The LA Times has an op-ed by Lex Rivers today with this title:
Why is it so hard to get healthcare as a trans cancer patient?
Nothing could have prepared me for what I was about to endure as a trans cancer patient. The abusive treatment I have experienced makes clear how having cancer and being trans are stigmatized in our healthcare system.
Rivers, who lives in the Bay Area, was diagnosed with a rare eye cancer at age 26:
Panic at the “C” word barred me from access to transition-related care. Once they learned I had cancer, some providers suggested discontinuing my hormones without offering any medical justification to explain how this would support my health. One provider told me I needed to start taking antidepressants because I was “emotional” and that if I did not, they would stop prescribing my hormone therapy. As a result, I was coerced into taking psychiatric medication I did not want.
....The discomfort and hostility came from not just doctors, but also nurses and other health professionals who participated in my care, such as technicians for my MRI and CT scans. The dehumanizing discrimination I dealt with included having my clothes tugged and being told I was dressing inappropriately for wearing a skirt.
It is really and truly not my goal to minimize Rivers's experience, but once she makes this public it's fair to offer criticism. And I have a problem with it: Rivers never really demonstrates that she suffered "abusive" treatment or anything close to it. Let's run it down:
- Within the trans medical community, some doctors suggested she discontinue hormones "without offering any medical justification." Maybe so. But as a cancer patient myself, I'm keenly aware that doctors are sensitive to how little we know about chemotherapy and how it affects different people. Suggesting a conservative approach to the intersection of two big, whole-body therapies—chemo and hormones—isn't uncommon. Sometimes there are things that have to be put on hold until chemo is over.

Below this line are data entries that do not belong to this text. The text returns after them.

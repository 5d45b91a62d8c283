use anyhow::{Context, Result};
use clap::Parser;
use std::io::{IsTerminal, Write};
use std::path::PathBuf;
use std::process::ExitCode;

use exif_fetch::config;
use exif_fetch::fetch::Fetcher;
use exif_fetch::pipeline;
use exif_fetch::render::{self, RenderOptions};

#[derive(Parser, Debug)]
#[command(
    name = "exif-fetch",
    version,
    about = "Download an image and print its EXIF metadata grouped by category"
)]
struct Cli {
    /// Image URL (prompted for when omitted)
    #[arg(value_name = "URL")]
    url: Option<String>,

    /// Path to config file (default: config.json next to binary)
    #[arg(short, long, value_name = "FILE")]
    config: Option<PathBuf>,

    /// Initialize a default config.json and exit
    #[arg(long)]
    init: bool,

    /// Output tags as JSON
    #[arg(long)]
    json: bool,

    /// Disable ANSI colors
    #[arg(long)]
    no_color: bool,

    /// Request timeout in seconds (overrides config)
    #[arg(long, value_name = "SECS")]
    timeout: Option<u64>,

    /// Verbose output
    #[arg(short, long)]
    verbose: bool,
}

#[tokio::main(flavor = "current_thread")]
async fn main() -> ExitCode {
    let cli = Cli::parse();

    // Set up logging
    let log_level = if cli.verbose { "debug" } else { "info" };
    env_logger::Builder::from_env(env_logger::Env::default().default_filter_or(log_level))
        .format_timestamp(None)
        .init();

    match run(cli).await {
        Ok(()) => ExitCode::SUCCESS,
        Err(e) => {
            log::debug!("{e:?}");
            eprintln!("{e:#}");
            ExitCode::FAILURE
        }
    }
}

async fn run(cli: Cli) -> Result<()> {
    // Handle --init
    if cli.init {
        let config = config::Config::default();
        let path = cli.config.as_deref();
        config.save(path)?;
        let save_path = match path {
            Some(p) => p.to_path_buf(),
            None => config::Config::config_path()?,
        };
        println!("Default config written to {}", save_path.display());
        return Ok(());
    }

    // Load config
    let mut config = config::Config::load(cli.config.as_deref())?;

    // Override from CLI flags
    if let Some(secs) = cli.timeout {
        config.fetch.timeout_secs = secs;
    }
    if cli.json {
        config.output.json = true;
    }
    if cli.no_color || std::env::var_os("NO_COLOR").is_some() || !std::io::stdout().is_terminal() {
        config.output.color = false;
    }

    let url = match cli.url {
        Some(url) => url,
        None => prompt_url()?,
    };

    let fetcher = Fetcher::new(&config.fetch)?;
    let inspection = pipeline::inspect_url(&fetcher, &url).await?;

    if config.output.json {
        let json = render::render_json(&inspection.record).context("Failed to serialize tags")?;
        println!("{json}");
        return Ok(());
    }

    let options = RenderOptions {
        color: config.output.color,
        show_unknown: config.output.show_unknown,
    };
    print!("{}", render::render_text(&inspection.record, &options));

    Ok(())
}

/// Ask for the URL on stdin.
fn prompt_url() -> Result<String> {
    print!("Image URL (e.g. www.example.com/image.png): ");
    std::io::stdout().flush().context("Failed to write prompt")?;

    let mut line = String::new();
    std::io::stdin()
        .read_line(&mut line)
        .context("Failed to read URL from stdin")?;
    Ok(line.trim().to_string())
}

- Another doctor suggested antidepressants. I have no idea if this was justified in Rivers's case. But again, it's a very common suggestion for cancer patients, who unsurprisingly suffer from high rates of depression.
- During her cancer treatment, her clothes were tugged. And one time she was told she had dressed inappropriately for wearing a skirt. This doesn't really make sense and as written it sounds almost frivolous. What's the bigger story here?
I wouldn't write about this if I disagreed with some of it but didn't think it caused any harm. But I'm afraid it might. As written, this piece uses sweepingly radical language—abusive, dehumanizing, hostile, stigmatized, structural violence—to describe things that seem pretty ordinary to anyone who's gone through cancer treatment. I've had doctors refuse to prescribe sleeping meds even though they know that corticosteroids (dexamethasone in my case) play hob with sleep. I've had doctors who recommended demanding lifestyle and diet changes that I later learned were entirely unnecessary. I've become weepy and emotional and ended up taking antidepressants. I've had my treatments changed with no warning. I've become blindingly angry over some of the ways I was treated—sometimes justified, other times, in retrospect, an overreaction caused by the fatigue of chemo and poor sleep.
Needless to say, I'm male, white, cis, hetero, middle class, conventionally abled, and pretty much everything else society codes as normal.
In a lot of ways, the medical system sucks. In other ways it's great. Eventually I found a doctor who had sensible ideas about how to treat steroid-induced insomnia. Nurses clued me in on how best to deal with pharmacies. My current oncologist has been completely supportive and helpful about getting me onto the waiting list for CAR-T treatments. I continue to take antidepressants because that turned out to be a good idea.
In other words, Rivers's essay describes a lot of stuff that might not be related to her trans status at all. Without better evidence of abusive treatment and stigmatizing attitudes, this comes across as routine irritation about medical care that's been lightly overhauled in the service of trans activism. Aside from lefties who are eager to believe it regardless, I suspect most people will come away from this essay thinking that trans people are just willing to complain about anything. That doesn't help anyone.